9. Talk to past scholarship winners
Many organisations will publish the names and biographies of past scholarship winners to show off what they are up to.
“As someone who reads admissions essays a lot, I love it when I have somebody who reaches out and says, ‘Hey, I’m really interested in Emory. I don’t know much. Can you tell me a little bit more about it? Here’s what I know, and here’s what I want to do’,” says Sutherland
“This person has done all the hard work for me, right? Because I already know 1. This person has read the website, 2. They’ve looked at programmes 3. But they want to know beyond just what the website says they want to know what I think.”
10. Proofread everything, then proofread it again
Writing is the process of rewriting. That’s all it is. You do not want to make a mistake in your application essay.
“I had a friend who applied to Standford University, do you think she heard back from Stanford? She indeed did not hear back for obvious reasons,” she says.

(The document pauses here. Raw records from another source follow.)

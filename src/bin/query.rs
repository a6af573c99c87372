use anyhow::Result;
use clap::{Parser, Subcommand};
use tokens_bought_poller::checkpoint::FileCheckpointStore;
use tokens_bought_poller::config::{PollSettings, StoragePaths};
use tokens_bought_poller::error_sink::JsonFileErrorSink;
use tokens_bought_poller::query::commands::{
    TransactionQuery, cmd_checkpoint, cmd_reconcile, cmd_stats, cmd_transactions,
    cmd_unregistered,
};
use tokens_bought_poller::query::formatters::OutputFormat;
use tokens_bought_poller::registry::SqliteRegistry;
use tokens_bought_poller::repository::{Database, TransactionRepository};
use tracing_subscriber::EnvFilter;

#[derive(Parser)]
#[command(name = "query")]
#[command(about = "Inspect registered TokensBought purchases", long_about = None)]
struct Cli {
    #[arg(short, long, default_value = "table")]
    format: String,

    #[command(subcommand)]
    command: Commands,
}

#[derive(Subcommand)]
enum Commands {
    /// List registered purchases, newest block first
    Transactions {
        #[arg(long)]
        buyer: Option<String>,

        #[arg(long)]
        project: Option<String>,

        #[arg(long)]
        from_block: Option<u64>,

        #[arg(long)]
        to_block: Option<u64>,

        #[arg(long, default_value = "100")]
        limit: usize,

        #[arg(long, default_value = "0")]
        offset: usize,
    },
    /// Totals across all registered purchases
    Stats,
    /// Show the last polled block
    Checkpoint,
    /// List events waiting in the error file
    Unregistered,
    /// Retry registering the events in the error file
    Reconcile,
}

#[tokio::main]
async fn main() -> Result<()> {
    tracing_subscriber::fmt()
        .with_env_filter(
            EnvFilter::try_from_default_env().unwrap_or_else(|_| EnvFilter::new("info")),
        )
        .with_writer(std::io::stderr)
        .init();

    let cli = Cli::parse();
    let format = OutputFormat::from(cli.format.as_str());

    let paths = StoragePaths::from_env();

    match cli.command {
        Commands::Transactions {
            buyer,
            project,
            from_block,
            to_block,
            limit,
            offset,
        } => {
            let db = Database::new(&paths.database_url)?;
            let query = TransactionQuery {
                buyer,
                project,
                from_block,
                to_block,
                limit,
                offset,
            };
            cmd_transactions(&TransactionRepository::new(&db.conn), query, &format)?;
        }
        Commands::Stats => {
            let db = Database::new(&paths.database_url)?;
            cmd_stats(&TransactionRepository::new(&db.conn), &format)?;
        }
        Commands::Checkpoint => {
            cmd_checkpoint(&FileCheckpointStore::new(&paths.checkpoint_path), &format)?;
        }
        Commands::Unregistered => {
            cmd_unregistered(&JsonFileErrorSink::new(&paths.errors_path), &format)?;
        }
        Commands::Reconcile => {
            let settings = PollSettings::from_env()?;
            let registry = SqliteRegistry::new(Database::new(&paths.database_url)?);
            let sink = JsonFileErrorSink::new(&paths.errors_path);
            cmd_reconcile(&registry, &sink, &settings, &format)?;
        }
    }

    Ok(())
}


#[cfg(test)]
mod tests {
    use super::*;
    use clap::CommandFactory;

    #[test]
    fn every_subcommand_has_help_text() {
        let cli = Cli::command();
        cli.clone().debug_assert();
        for subcommand in cli.get_subcommands() {
            assert!(
                subcommand.get_about().is_some(),
                "`{}` has no about text",
                subcommand.get_name()
            );
        }
    }
}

“Expressing your interest and going to Harvard in a Columbia essay not the best place to start with Columbia admissions, right? So please proofread your application essays.”
11. Finish your applications early
Do not miss a deadline. It is 100% not worth your effort, and definitely not worth the stress.
“Don’t start the essay 11:48 pm when it is due at 11:59,” says Sutherland.
12. Organise applications on your computer
Keep all your files for the scholarships you’re applying to in the same file folder on your computer.
“Definitely recycle. That is the way that you have a winning chance,” says Sutherland.
And if you’re lucky enough to have won scholarships before, think critically about what it was successful.
“Think about what you said in the essay, right? Think about the admissions criteria, why they accepted you for it, and see if you can replicate that in future essays or even borrow some of the structure and future essays,” says Sutherland.
“I can tell you very much as someone who’s won a lot of scholarships myself and coaches a lot of students, once you start winning one, it snowballs, so keep on that original train of scholarships for sure.”
13. Small awards add up
Small, non-competitive local scholarships add up.
“Some people really want just to hit big and apply for Fulbright and Rhodes. You will never get scholarships if you only do that,” says Sutherland.
“Do not forget your local scholarships. When you get four local scholarships, guess what? That adds up to a big, major national scholarship.”
14. Embrace “no”
Thomas Edison once said, “I have not failed. I’ve just found about 10,000 ways that it won’t work.”
“Many failures are people who did not realise how close they were to success when they gave up. So don’t give up early,” advises Sutherland.
“You’re going to hear a lot of noes. I hear no all the time. I embrace no, it’s part of life.”
This is part of the process of hunting scholarships for students. And not only will you hear “no” a lot, you’ll sometimes not even hear anything back.
“I applied for a grant in January but have not heard back from that grant. I sent them a little angry email. I was like, ‘Excuse me. I’m still here’,” says Sutherland.
15. Get tips from the people in charge
There’s value in cold-calling or cold-emailing someone. These strangers have even become lifelong mentors to Sutherland.
There may even be an entire community of graduates from your home country at your dream US college or university.
And they’re ready to meet you over coffee to share their secrets on how they won scholarships for students.
“At Yale, where I’m at currently, it’s very open to collaborations. It’s very open for people to reach out,” says Sutherland.
“Obviously, you have to have a good reason to do it. It’s also a really good option to use things like Education USA.”